Whether this IDE chip is onboard or off board we first make sure we have the latest   BIOS   then, normally start with the hard drives connected to the non raid or older slower PCI to IDE controller chip on our motherboard. The idea is to get the new drivers in for the new PCI to IDE chip and then transfer the IDE cables to the new chip to boot your drives.

 If your  IRQ's are all tied up with lots of on or off board devices, we must temporary borrow a free IRQ temporarily  by shutting  off and or removing some PCI cards temporarily to allow a PNP operating system ( windows 2000 or ME ) to detect the card, request drivers, install drivers,  and restart the computer, at which time we will also shut down the computer and transfer our IDE drive cables to the new chipset controller.     In NT4 ( a non PNP Operating System ) , go to control panel, SCSI and add the new driver and re-start.
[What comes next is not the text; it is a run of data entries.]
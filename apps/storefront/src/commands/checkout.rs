//! # Checkout Commands
//!
//! Address entry, order summary and order placement.
//!
//! ## User Workflow
//! ```text
//! ┌─────────────────────────────────────────────────────────────────────────┐
//! │  address 123 Main Street | Springfield | IL | 62701 | 555 123 4567     │
//! │       │                                                                 │
//! │       ▼                                                                 │
//! │  submit_address ──► validate ──► ~1s ──► saved ──► "Address Validated" │
//! │       │                                                                 │
//! │       ▼                                                                 │
//! │  summary ──► get_order_summary                                         │
//! │                                                                         │
//! │     Margherita Pizza x 2                       $25.98                   │
//! │     Subtotal                                   $25.98                   │
//! │     Delivery                                    $0.00                   │
//! │     Tax                                         $2.08                   │
//! │     Total                                      $28.06                   │
//! │       │                                                                 │
//! │       ▼                                                                 │
//! │  order ──► place_order ──► ~2s ──► cart cleared ──► confirmation       │
//! └─────────────────────────────────────────────────────────────────────────┘
//! ```

use tracing::{debug, warn};

use bite_core::{DeliveryAddress, Order};

use crate::error::ApiError;
use crate::notify::Notifier;
use crate::state::{CartState, CheckoutState, OrderSummary, SessionState};

/// Validates and saves the delivery address.
///
/// ## Returns
/// The address as saved (trimmed, marked default)
pub async fn submit_address(
    checkout: &CheckoutState,
    notifier: &dyn Notifier,
    address: DeliveryAddress,
) -> Result<DeliveryAddress, ApiError> {
    debug!("submit_address command");

    checkout.submit_address(address).await.map_err(|e| {
        let err = ApiError::from(e);
        warn!(error = %err, "Address rejected");
        notifier.destructive("Validation Failed", &err.message);
        err
    })
}

/// Returns the saved address, if any.
pub fn get_saved_address(checkout: &CheckoutState) -> Option<DeliveryAddress> {
    debug!("get_saved_address command");
    checkout.saved_address()
}

/// Totals, entries and saved address for the summary page.
pub fn get_order_summary(cart: &CartState, checkout: &CheckoutState) -> Result<OrderSummary, ApiError> {
    debug!("get_order_summary command");
    cart.with_engine(|engine| checkout.order_summary(engine.snapshot()))
        .map_err(ApiError::from)
}

/// Places the order and empties the cart.
///
/// ## Errors
/// - `UNAUTHORIZED` - not signed in
/// - `MISSING_ADDRESS` - no saved address
/// - `EMPTY_CART` - nothing to order
pub async fn place_order(
    session: &SessionState,
    cart: &CartState,
    checkout: &CheckoutState,
    notifier: &dyn Notifier,
    special_instructions: Option<String>,
) -> Result<Order, ApiError> {
    debug!("place_order command");

    checkout
        .place_order(session, cart, special_instructions)
        .await
        .map_err(|e| {
            let err = ApiError::from(e);
            warn!(error = %err, "Order failed");
            notifier.destructive("Order Failed", &err.message);
            err
        })
}

/// The order shown on the confirmation page.
pub fn get_last_order(checkout: &CheckoutState) -> Option<Order> {
    debug!("get_last_order command");
    checkout.last_order()
}

#[cfg(test)]
mod tests {
    use super::*;
    use crate::commands::cart::add_to_cart;
    use crate::error::ErrorCode;
    use crate::notify::RecordingNotifier;
    use crate::state::{AppState, RegisterForm, StorefrontConfig};
    use bite_core::{Money, NotificationKind};
    use bite_store::{MemoryStore, Storage};
    use std::sync::Arc;

    fn app() -> (AppState, RecordingNotifier) {
        let notifier = RecordingNotifier::new();
        let storage = Storage::with_store(MemoryStore::new());
        let state = AppState::new(
            StorefrontConfig::instant(),
            &storage,
            Arc::new(notifier.clone()),
        );
        (state, notifier)
    }

    fn address(zip: &str) -> DeliveryAddress {
        DeliveryAddress {
            street: "123 Main Street".to_string(),
            city: "Springfield".to_string(),
            state: "IL".to_string(),
            zip_code: zip.to_string(),
            landmark: None,
            phone_number: "555 123 4567".to_string(),
            is_default: false,
        }
    }

    #[tokio::test]
    async fn test_invalid_address_notifies() {
        let (s, notifier) = app();

        let err = submit_address(&s.checkout, s.notifier.as_ref(), address("ABCDE"))
            .await
            .unwrap_err();
        assert_eq!(err.code, ErrorCode::ValidationError);

        let toast = notifier.last().unwrap();
        assert_eq!(toast.kind, NotificationKind::Destructive);
        assert_eq!(toast.title, "Validation Failed");
        assert!(get_saved_address(&s.checkout).is_none());
    }

    #[tokio::test]
    async fn test_full_checkout() {
        let (s, notifier) = app();
        s.session
            .register(RegisterForm {
                name: "Jane Doe".to_string(),
                email: "jane@example.com".to_string(),
                password: "secret1".to_string(),
                confirm_password: "secret1".to_string(),
            })
            .await
            .unwrap();

        add_to_cart(&s.catalog, &s.cart, &s.config, "1", Some(2), None).unwrap();
        submit_address(&s.checkout, s.notifier.as_ref(), address("62701-1234"))
            .await
            .unwrap();

        let summary = get_order_summary(&s.cart, &s.checkout).unwrap();
        assert_eq!(summary.totals.subtotal, Money::from_cents(2598));
        assert_eq!(summary.totals.tax, Money::from_cents(208));
        assert_eq!(summary.totals.total, Money::from_cents(2806));
        assert!(summary.delivery_address.is_some());

        let order = place_order(&s.session, &s.cart, &s.checkout, s.notifier.as_ref(), None)
            .await
            .unwrap();
        assert_eq!(order.totals, summary.totals);
        assert_eq!(get_last_order(&s.checkout).map(|o| o.id), Some(order.id));
        assert_eq!(notifier.last().unwrap().title, "Order Placed Successfully!");

        let err = get_order_summary(&s.cart, &s.checkout).unwrap_err();
        assert_eq!(err.code, ErrorCode::EmptyCart);
    }

    #[tokio::test]
    async fn test_order_without_login_notifies() {
        let (s, notifier) = app();
        add_to_cart(&s.catalog, &s.cart, &s.config, "1", None, None).unwrap();

        let err = place_order(&s.session, &s.cart, &s.checkout, s.notifier.as_ref(), None)
            .await
            .unwrap_err();
        assert_eq!(err.code, ErrorCode::Unauthorized);
        assert_eq!(notifier.last().unwrap().title, "Order Failed");
        assert!(!s.cart.with_engine(|e| e.is_empty()));
    }
}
 In any computer the Video Card must be in the highest socket it will fit. All computer BIOS systems count from the top socket down, and video should be the first counted. If your video card is AGP, you must skip using the next socket down ( a PCI socket ) for any purpose, as it shares the same IRQ with any AGP video card above it.  As we want this Hard disk drive controller card to have the second priority in BIOS, it  will be located in the highest usable PCI slot.  If your chip is onboard this doesn't apply.

Before continuing along make sure you have the latest motherboard BIOS version installed  <<<here>>>.    Then go into BIOS and document all of your settings.  Now with AC power plug removed from the rear,  install the new card in the highest usable PCI slot  ( see paragraph above )  .   If you do have an AGP video card, install the controller card in the second PCI slot down, as the first PCI slot will be sharing a IRQ with the AGP video card. Leave the hard drives on their normal motherboard sockets at this time. Next while power is still unplugged reset the CMOS jumper on motherboard for 30 seconds, then normal the jumper up, apply power and boot into BIOS setup. Old motherboards usually have two defaults which cause problems with this new card especially in new operating systems. In most cases you are better off with APM ( advanced power management ) = Off and  IDE bus mastering = ON.   Find these and "do it to them".  Also, set PNP Operating System to = ON.  If you have a free IRQ for the card, when you boot into your operating systems a PNP  window will appear and say a new device has been found and ask you for the driver. Install the driver saying " have disk" and continue along and when prompted "re-start". If you have other operating systems, repeat the above in each.  Now go into BIOS and find and turn off your Primary IDE onboard  port. This will allow IRQ 15 to be available for the new controller card with up to four hard drives connected to it.  Leave your secondary on as this will still be used by your Atapi IDE Burner and CD ROM on your onboard Secondary Channel, which uses IRQ14. With PNP still on and resetting configuration (ESCD) =ON . Leave BIOS saving settings. Now with Computer AC power removed, using the new 80 pin cables, connect  all your hard disk drives to the new card IDE connectors and boot the computer.

I have only seen one case so far in a 1997, Dell XPS  where the old motherboard wouldn't run the new ATA 100 drive properly at ATA33, making the controller more than necessary, not just for a speed increase.

Important ! ! The only time you ever need PNP ON is when adding or changing position of Cards.